As a way of heading off petty rows, David had come up with the idea of using the word “concentrate” as a joker. Whenever one of us plays the concentrate card, the other is forbidden to complain or swear or pursue a gripe. It’s a fine little expedient that has saved us many pointless arguments over the past few years. However, it also contains a deeper truth. We tend to use it when the feelings of one or both of us begin to surface, and personal feelings about things are something we really must do without.

“Gatwick?” asked David.

I entered the details and clicked through the screens.

“Worse,” I said.

“Luton?”

Type-type, click-click . . . “No better,” I said. “How much space do we have again on the credit card?”

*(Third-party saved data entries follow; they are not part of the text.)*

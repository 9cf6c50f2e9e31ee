mod token;
mod user;

pub use token::{AuthToken, AUTH_TOKEN_COOKIE};
pub use user::{Admin, Rights, User};
use log::info;
use rocket::{serde::json::Json, Route, State};

use crate::error::{Error, Result};
use crate::model::{
    api::{
        auth::{Admin, AuthToken},
        vote::{ElectionDeletion, VoteDesc},
    },
    mongodb::Id,
};
use crate::store::Stores;
use crate::voting;

pub fn routes() -> Vec<Route> {
    routes![election_votes, delete_election]
}

/// Every vote of an election, oldest first.
#[get("/elections/<election_id>/votes")]
async fn election_votes(
    _token: AuthToken<Admin>,
    election_id: Id,
    stores: &State<Stores>,
) -> Result<Json<Vec<VoteDesc>>> {
    if stores.elections.get(election_id).await?.is_none() {
        return Err(Error::not_found(format!("Election with id {election_id}")));
    }
    let votes = stores.ledger.votes_for_election(election_id).await?;
    Ok(Json(votes.into_iter().map(VoteDesc::from).collect()))
}

#[delete("/elections/<election_id>")]
async fn delete_election(
    token: AuthToken<Admin>,
    election_id: Id,
    stores: &State<Stores>,
) -> Result<Json<ElectionDeletion>> {
    info!("Admin {} is deleting election {election_id}", token.id());
    Ok(Json(voting::delete_election(stores, election_id).await?))
}

#[cfg(test)]
mod tests {
    use chrono::Utc;
    use rocket::{
        http::Status,
        local::asynchronous::Client,
        serde::json::{json, Value},
    };

    use super::*;
    use crate::api::testing::{admin_cookie, voter_cookie};
    use crate::model::{
        api::ballot::BallotSpec,
        db::election::{Election, ElectionCore},
    };
    use crate::store::memory::MemoryStore;

    /// An election with two votes in it.
    async fn voted_election(client: &Client, store: &MemoryStore) -> (Election, Vec<Id>) {
        let stores = store.stores();
        let election = stores
            .elections
            .insert(ElectionCore::yes_no_example())
            .await
            .unwrap();
        let mut voters = Vec::new();
        for choice in ["yes", "no"] {
            let (voter_id, _) = voter_cookie(client, store);
            voting::cast_vote(
                &stores,
                election.id,
                voter_id,
                &BallotSpec::choice(choice),
                Utc::now(),
            )
            .await
            .unwrap();
            voters.push(voter_id);
        }
        (election, voters)
    }

    #[backend_test]
    async fn list_votes(client: Client, store: MemoryStore) {
        let (election, voters) = voted_election(&client, &store).await;

        let response = client
            .get(uri!(election_votes(election.id)))
            .cookie(admin_cookie(&client))
            .dispatch()
            .await;
        assert_eq!(Status::Ok, response.status());
        let votes = response.into_json::<Vec<Value>>().await.unwrap();
        let listed = votes
            .iter()
            .map(|vote| vote["voterId"].as_str().unwrap().to_string())
            .collect::<Vec<_>>();
        let expected = voters.iter().map(Id::to_string).collect::<Vec<_>>();
        assert_eq!(listed, expected);
        assert_eq!(votes[1]["ballot"], json!({"type": "yes-no", "choice": "no"}));
    }

    #[backend_test]
    async fn list_votes_of_missing_election(client: Client) {
        let response = client
            .get(uri!(election_votes(Id::new())))
            .cookie(admin_cookie(&client))
            .dispatch()
            .await;
        assert_eq!(Status::NotFound, response.status());
    }

    #[backend_test]
    async fn voters_are_not_admins(client: Client, store: MemoryStore) {
        let (election, _) = voted_election(&client, &store).await;
        let (_, cookie) = voter_cookie(&client, &store);

        let response = client
            .get(uri!(election_votes(election.id)))
            .cookie(cookie.clone())
            .dispatch()
            .await;
        assert_eq!(Status::Unauthorized, response.status());

        let response = client
            .delete(uri!(delete_election(election.id)))
            .cookie(cookie)
            .dispatch()
            .await;
        assert_eq!(Status::Unauthorized, response.status());
        assert!(store.stores().elections.get(election.id).await.unwrap().is_some());
    }

    #[backend_test]
    async fn delete_cascades(client: Client, store: MemoryStore) {
        let (election, voters) = voted_election(&client, &store).await;

        let response = client
            .delete(uri!(delete_election(election.id)))
            .cookie(admin_cookie(&client))
            .dispatch()
            .await;
        assert_eq!(Status::Ok, response.status());
        assert_eq!(
            response.into_json::<Value>().await.unwrap(),
            json!({"deletedVotes": 2, "affectedVoters": 2})
        );

        let stores = store.stores();
        assert!(stores.elections.get(election.id).await.unwrap().is_none());
        for voter_id in voters {
            assert!(stores
                .ledger
                .votes_by_voter(voter_id)
                .await
                .unwrap()
                .is_empty());
            let voter = stores.voters.find(voter_id).await.unwrap().unwrap();
            assert!(voter.has_voted.is_empty());
        }

        // Deleting again is a 404.
        let response = client
            .delete(uri!(delete_election(election.id)))
            .cookie(admin_cookie(&client))
            .dispatch()
            .await;
        assert_eq!(Status::NotFound, response.status());
    }
}
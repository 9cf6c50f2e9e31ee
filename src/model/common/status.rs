use std::fmt::{Display, Formatter};

use mongodb::bson::{to_bson, Bson};
use serde::{Deserialize, Serialize};

/// States in the election lifecycle.
///
/// Status is owned by the admin workflow (and the optional scheduler, which
/// respects `manual_status`); the voting engine only ever reads it.
#[derive(Debug, Copy, Clone, PartialEq, Eq, Serialize, Deserialize)]
#[serde(rename_all = "lowercase")]
pub enum ElectionStatus {
    /// Created but not yet open.
    Pending,
    /// Open for voting, subject to the voting window.
    Active,
    /// Closed; options can no longer change.
    Completed,
    /// Abandoned by an admin.
    Cancelled,
}

impl Display for ElectionStatus {
    fn fmt(&self, f: &mut Formatter<'_>) -> std::fmt::Result {
        let name = match self {
            Self::Pending => "pending",
            Self::Active => "active",
            Self::Completed => "completed",
            Self::Cancelled => "cancelled",
        };
        write!(f, "{name}")
    }
}

impl From<ElectionStatus> for Bson {
    fn from(status: ElectionStatus) -> Self {
        to_bson(&status).expect("Serialisation is infallible")
    }
}
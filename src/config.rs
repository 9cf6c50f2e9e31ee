use log::{error, info};
use mongodb::Client as MongoClient;
use rocket::{
    fairing::{Fairing, Info, Kind},
    Build, Rocket,
};
use serde::Deserialize;

use crate::model::mongodb::ensure_indexes_exist;
use crate::store::{memory::MemoryStore, Stores};

/// Application configuration, derived from `Rocket.toml` and `ROCKET_*`
/// environment variables. This struct becomes managed state and can be
/// inspected by any endpoint.
#[derive(Debug, Deserialize)]
pub struct Config {
    // non-secrets
    #[serde(default)]
    storage: StorageKind,
    // secrets
    jwt_secret: String,
}

impl Config {
    /// Which backend holds elections, votes and voters.
    pub fn storage(&self) -> StorageKind {
        self.storage
    }

    /// Secret key used to verify JWTs.
    pub fn jwt_secret(&self) -> &[u8] {
        self.jwt_secret.as_bytes()
    }
}

/// Storage backends.
#[derive(Debug, Default, Clone, Copy, PartialEq, Eq, Deserialize)]
#[serde(rename_all = "lowercase")]
pub enum StorageKind {
    #[default]
    Mongodb,
    /// Process-local and lost on shutdown.
    Memory,
}

/// A fairing that loads the application config and puts it in managed state.
/// This could easily be achieved using `AdHoc::config`, but is written out
/// explicitly for symmetry with the other fairings and control over error
/// messages.
pub struct ConfigFairing;

#[rocket::async_trait]
impl Fairing for ConfigFairing {
    fn info(&self) -> Info {
        Info {
            name: "Config",
            kind: Kind::Ignite,
        }
    }

    async fn on_ignite(&self, mut rocket: Rocket<Build>) -> rocket::fairing::Result {
        // Load the config.
        let config = match rocket.figment().extract::<Config>() {
            Ok(config) => config,
            Err(e) => {
                error!("Failed to load application config");
                rocket::config::pretty_print_error(e);
                return Err(rocket);
            }
        };

        // Manage the state.
        rocket = rocket.manage(config);
        Ok(rocket)
    }
}

/// Configuration for the database.
#[derive(Deserialize)]
struct DbConfig {
    // non-secrets
    #[serde(default = "DbConfig::default_db_name")]
    db_name: String,
    // secrets
    db_uri: String,
}

impl DbConfig {
    fn default_db_name() -> String {
        "ballotbox".to_string()
    }
}

/// A fairing that opens the configured storage backend, performs any setup
/// necessary, and places the resulting [`Stores`] into managed state.
///
/// Must be attached after [`ConfigFairing`].
pub struct StoreFairing;

#[rocket::async_trait]
impl Fairing for StoreFairing {
    fn info(&self) -> Info {
        Info {
            name: "Storage",
            kind: Kind::Ignite,
        }
    }

    async fn on_ignite(&self, mut rocket: Rocket<Build>) -> rocket::fairing::Result {
        let Some(storage) = rocket.state::<Config>().map(Config::storage) else {
            error!("Storage fairing attached before the config fairing");
            return Err(rocket);
        };

        let stores = match storage {
            StorageKind::Memory => {
                info!("Using in-memory storage, nothing will be persisted");
                MemoryStore::new().stores()
            }
            StorageKind::Mongodb => {
                // Load the config.
                let config = match rocket.figment().extract::<DbConfig>() {
                    Ok(config) => config,
                    Err(e) => {
                        error!("Failed to load database config");
                        rocket::config::pretty_print_error(e);
                        return Err(rocket);
                    }
                };
                info!("Loaded database config, connecting...");
                // Construct the connection.
                let client = match MongoClient::with_uri_str(config.db_uri).await {
                    Ok(client) => client,
                    Err(e) => {
                        error!("Failed to connect to database: {e}");
                        return Err(rocket);
                    }
                };
                let db = client.database(&config.db_name);

                // Without the unique vote index, double voting is possible.
                if let Err(e) = ensure_indexes_exist(&db).await {
                    error!("Failed to create database indexes: {e}");
                    return Err(rocket);
                }
                info!("...database connection online!");

                Stores::mongodb(&db)
            }
        };

        // Manage the state.
        rocket = rocket.manage(stores);
        Ok(rocket)
    }
}
use std::fmt::{Display, Formatter};
use std::sync::atomic::{AtomicUsize, Ordering};
use std::time::Instant;

use log::{error, info, warn};
use rocket::{
    fairing::{Fairing, Info, Kind},
    http::StatusClass,
    request::{FromRequest, Outcome},
    Data, Orbit, Request, Response, Rocket,
};

/// A unique identifier for a particular request.
#[derive(Debug, Copy, Clone, Eq, PartialEq, Ord, PartialOrd)]
pub struct RequestId(pub usize);

impl Display for RequestId {
    fn fmt(&self, f: &mut Formatter<'_>) -> std::fmt::Result {
        write!(f, "{}", self.0)
    }
}

impl RequestId {
    /// Atomically get the next ID. This wraps around back to zero if you somehow exceed a usize.
    pub fn next() -> RequestId {
        static REQUEST_ID_COUNTER: AtomicUsize = AtomicUsize::new(0);
        RequestId(REQUEST_ID_COUNTER.fetch_add(1, Ordering::Relaxed))
    }
}

/// Allow the ID to be accessed via request guard.
#[rocket::async_trait]
impl<'r> FromRequest<'r> for &'r RequestId {
    type Error = (); // No errors possible, use the `!` type once stabilised.

    async fn from_request(req: &'r Request<'_>) -> Outcome<Self, Self::Error> {
        Outcome::Success(req.local_cache(RequestId::next))
    }
}

/// When the request arrived.
struct Received(Instant);

/// A rocket fairing that does global logging, e.g. logging every request and response.
#[derive(Debug, Copy, Clone)]
pub struct LoggerFairing;

#[rocket::async_trait]
impl Fairing for LoggerFairing {
    fn info(&self) -> Info {
        Info {
            name: "Logger",
            kind: Kind::Liftoff | Kind::Request | Kind::Response | Kind::Shutdown,
        }
    }

    async fn on_liftoff(&self, rocket: &Rocket<Orbit>) {
        let protocol = if rocket.config().tls_enabled() {
            "https"
        } else {
            "http"
        };
        let ip = &rocket.config().address;
        let port = &rocket.config().port;
        info!("Server launched on {protocol}://{ip}:{port}");
    }

    async fn on_request(&self, req: &mut Request<'_>, _data: &mut Data<'_>) {
        let id = req.local_cache(RequestId::next);
        req.local_cache(|| Received(Instant::now()));
        info!("->req{id} {} {}", req.method(), req.uri());
    }

    async fn on_response<'r>(&self, req: &'r Request<'_>, res: &mut Response<'r>) {
        let id = req.local_cache(RequestId::next);
        let elapsed = req.local_cache(|| Received(Instant::now())).0.elapsed();
        let code = res.status();
        let route = match req.route() {
            Some(r) => match r.name {
                Some(ref name) => format!("{name} ({})", r.uri),
                None => r.uri.to_string(),
            },
            None => "UNKNOWN ROUTE".to_string(),
        };
        let log_msg = format!("<-rsp{id} {code} {route} in {}ms", elapsed.as_millis());
        match code.class() {
            StatusClass::ServerError => error!("{log_msg}"),
            StatusClass::ClientError => warn!("{log_msg}"),
            _ => info!("{log_msg}"),
        }
    }

    async fn on_shutdown(&self, _rocket: &Rocket<Orbit>) {
        warn!("Shutdown requested, stopping gracefully...");
    }
}
use std::fmt::{Display, Formatter};

use serde::{Deserialize, Serialize};

use crate::model::mongodb::Id;

/// The four supported kinds of election.
#[derive(Debug, Copy, Clone, PartialEq, Eq, Hash, Serialize, Deserialize)]
#[serde(rename_all = "kebab-case")]
pub enum ElectionType {
    CandidateBased,
    YesNo,
    Rating,
    ImageBased,
}

impl Display for ElectionType {
    fn fmt(&self, f: &mut Formatter<'_>) -> std::fmt::Result {
        let name = match self {
            Self::CandidateBased => "candidate-based",
            Self::YesNo => "yes-no",
            Self::Rating => "rating",
            Self::ImageBased => "image-based",
        };
        write!(f, "{name}")
    }
}

/// The votable options of an election. The variant is the election type, so
/// an election can never carry an option set belonging to another type.
#[derive(Debug, Clone, PartialEq, Serialize, Deserialize)]
#[serde(tag = "election_type", rename_all = "kebab-case")]
pub enum ElectionOptions {
    CandidateBased { candidates: Vec<CandidateOption> },
    YesNo { proposition: String },
    Rating { rating_options: RatingOptions },
    ImageBased { images: Vec<ImageOption> },
}

impl ElectionOptions {
    pub fn election_type(&self) -> ElectionType {
        match self {
            Self::CandidateBased { .. } => ElectionType::CandidateBased,
            Self::YesNo { .. } => ElectionType::YesNo,
            Self::Rating { .. } => ElectionType::Rating,
            Self::ImageBased { .. } => ElectionType::ImageBased,
        }
    }

    /// Find a participating candidate by their candidate (user) ID.
    pub fn candidate(&self, candidate_id: Id) -> Option<&CandidateOption> {
        match self {
            Self::CandidateBased { candidates } => {
                candidates.iter().find(|c| c.candidate_id == candidate_id)
            }
            _ => None,
        }
    }

    /// Find an image option by its canonical option ID.
    pub fn image(&self, option_id: Id) -> Option<&ImageOption> {
        match self {
            Self::ImageBased { images } => images.iter().find(|i| i.option_id == option_id),
            _ => None,
        }
    }

    /// Resolve a voter-supplied image selector: an option ID, or failing
    /// that, the option's image URL.
    pub fn image_by_selector(&self, selector: &str) -> Option<&ImageOption> {
        if let Ok(option_id) = selector.parse::<Id>() {
            if let Some(image) = self.image(option_id) {
                return Some(image);
            }
        }
        match self {
            Self::ImageBased { images } => images.iter().find(|i| i.image_url == selector),
            _ => None,
        }
    }

    /// Remove the candidate or image option with the given option ID.
    /// Returns true iff something was removed.
    pub fn remove_option(&mut self, option_id: Id) -> bool {
        match self {
            Self::CandidateBased { candidates } => {
                let before = candidates.len();
                candidates.retain(|c| c.option_id != option_id);
                candidates.len() != before
            }
            Self::ImageBased { images } => {
                let before = images.len();
                images.retain(|i| i.option_id != option_id);
                images.len() != before
            }
            Self::YesNo { .. } | Self::Rating { .. } => false,
        }
    }
}

/// A candidate standing in a candidate-based election.
#[derive(Debug, Clone, PartialEq, Eq, Serialize, Deserialize)]
pub struct CandidateOption {
    /// ID of this entry in the election's option list.
    pub option_id: Id,
    /// The user standing as candidate. Ballots reference this.
    pub candidate_id: Id,
    pub display_name: String,
    pub display_image: Option<String>,
}

/// An option in an image-based election.
#[derive(Debug, Clone, PartialEq, Eq, Serialize, Deserialize)]
pub struct ImageOption {
    /// Canonical option ID. Ballots reference this.
    pub option_id: Id,
    pub image_url: String,
    pub label: Option<String>,
}

/// Bounds and labels of a rating election.
#[derive(Debug, Clone, PartialEq, Serialize, Deserialize)]
pub struct RatingOptions {
    #[serde(default = "RatingOptions::default_min")]
    pub min: f64,
    #[serde(default = "RatingOptions::default_max")]
    pub max: f64,
    #[serde(default = "RatingOptions::default_label_min")]
    pub label_min: String,
    #[serde(default = "RatingOptions::default_label_max")]
    pub label_max: String,
}

impl RatingOptions {
    fn default_min() -> f64 {
        1.0
    }

    fn default_max() -> f64 {
        5.0
    }

    fn default_label_min() -> String {
        "Poor".to_string()
    }

    fn default_label_max() -> String {
        "Excellent".to_string()
    }

    /// Is the value within the inclusive bounds?
    pub fn accepts(&self, value: f64) -> bool {
        value >= self.min && value <= self.max
    }
}

impl Default for RatingOptions {
    fn default() -> Self {
        Self {
            min: Self::default_min(),
            max: Self::default_max(),
            label_min: Self::default_label_min(),
            label_max: Self::default_label_max(),
        }
    }
}
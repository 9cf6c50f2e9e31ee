use std::ops::{Deref, DerefMut};

use chrono::{DateTime, Utc};
use mongodb::bson::serde_helpers::chrono_datetime_as_bson_datetime;
use serde::{Deserialize, Serialize};

use crate::model::{
    common::{
        options::{ElectionOptions, ElectionType},
        status::ElectionStatus,
    },
    mongodb::Id,
};

/// Core election data, as stored in the database.
#[derive(Debug, Clone, PartialEq, Serialize, Deserialize)]
pub struct ElectionCore {
    /// Election title.
    pub title: String,
    /// Longer description shown to voters.
    pub description: String,
    /// Lifecycle status, owned by the admin workflow.
    pub status: ElectionStatus,
    /// Start of the voting window (inclusive).
    #[serde(with = "chrono_datetime_as_bson_datetime")]
    pub start_date: DateTime<Utc>,
    /// End of the voting window (inclusive).
    #[serde(with = "chrono_datetime_as_bson_datetime")]
    pub end_date: DateTime<Utc>,
    /// When set, automated jobs must not change `status`.
    #[serde(default = "default_manual_status")]
    pub manual_status: bool,
    /// Type-specific options; the variant is the election type.
    pub options: ElectionOptions,
}

fn default_manual_status() -> bool {
    true
}

impl ElectionCore {
    pub fn election_type(&self) -> ElectionType {
        self.options.election_type()
    }

    /// Is `now` inside the voting window?
    pub fn window_contains(&self, now: DateTime<Utc>) -> bool {
        self.start_date <= now && now <= self.end_date
    }
}

/// An election without an ID.
pub type NewElection = ElectionCore;

/// An election from the database, with its unique ID.
#[derive(Debug, Clone, PartialEq, Serialize, Deserialize)]
pub struct Election {
    #[serde(rename = "_id")]
    pub id: Id,
    #[serde(flatten)]
    pub election: ElectionCore,
}

impl Deref for Election {
    type Target = ElectionCore;

    fn deref(&self) -> &Self::Target {
        &self.election
    }
}

impl DerefMut for Election {
    fn deref_mut(&mut self) -> &mut Self::Target {
        &mut self.election
    }
}
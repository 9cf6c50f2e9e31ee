use std::collections::HashMap;

use serde::{Deserialize, Serialize};

use crate::model::mongodb::{serde_string_map, Id};

/// The slice of a user account the voting engine cares about.
///
/// Accounts are created and managed elsewhere; any other fields on the
/// stored document are ignored.
#[derive(Debug, Clone, PartialEq, Eq, Serialize, Deserialize)]
pub struct Voter {
    #[serde(rename = "_id")]
    pub id: Id,
    /// Denormalized record of the elections this user has voted in.
    /// The vote ledger is authoritative; this map only mirrors it.
    #[serde(default, with = "serde_string_map")]
    pub has_voted: HashMap<Id, bool>,
}

impl Voter {
    pub fn new(id: Id) -> Self {
        Self {
            id,
            has_voted: HashMap::new(),
        }
    }
}
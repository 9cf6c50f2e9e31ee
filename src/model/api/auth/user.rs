use std::fmt::Display;

use serde_repr::{Deserialize_repr, Serialize_repr};

use crate::error::Result;
use crate::model::{db::voter::Voter, mongodb::Id};
use crate::store::Stores;

/// A kind of authenticated caller, having defined rights.
#[rocket::async_trait]
pub trait User {
    /// The rights a token must carry to act as this user type.
    const RIGHTS: Rights;

    /// Does an account with this ID exist?
    async fn exists(stores: &Stores, id: Id) -> Result<bool>;
}

/// Different privilege levels.
#[derive(Debug, PartialEq, Eq, Clone, Copy, Serialize_repr, Deserialize_repr)]
#[repr(u8)]
pub enum Rights {
    Voter = 0,
    Admin = 1,
}

impl Display for Rights {
    fn fmt(&self, formatter: &mut std::fmt::Formatter<'_>) -> std::fmt::Result {
        write!(
            formatter,
            "{}",
            match self {
                Self::Voter => "voter",
                Self::Admin => "admin",
            }
        )
    }
}

#[rocket::async_trait]
impl User for Voter {
    const RIGHTS: Rights = Rights::Voter;

    async fn exists(stores: &Stores, id: Id) -> Result<bool> {
        Ok(stores.voters.find(id).await?.is_some())
    }
}

/// An administrator. Admin accounts are managed by the account service, so a
/// valid admin token is all we check.
#[derive(Debug, Clone, Copy)]
pub struct Admin;

#[rocket::async_trait]
impl User for Admin {
    const RIGHTS: Rights = Rights::Admin;

    async fn exists(_stores: &Stores, _id: Id) -> Result<bool> {
        Ok(true)
    }
}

“Three hundred and ten quid.”

“Wasn’t it four hundred last week?”

“I had to transfer ninety to the joint account, remember?”

“No.”

“For the skip.”

“Oh yeah. So what do we do now?”

“I really don’t want to ask Aidan. The last time he paused for ages before he said yes. I think he’d say no if I asked him again. I don’t want to hear him say it.”

Aidan was David’s best friend and we already owed him two grand. Although Aidan and his wife were flush and could spare it, the loan was a running sore on David and Aidan’s friendship.

“If we could just leave the kids behind . . .” I said. “If it was two flights, we might have enough. I mean, for accommodation as well. I’ve about forty quid cash in my purse, which I could lodge tomorrow.”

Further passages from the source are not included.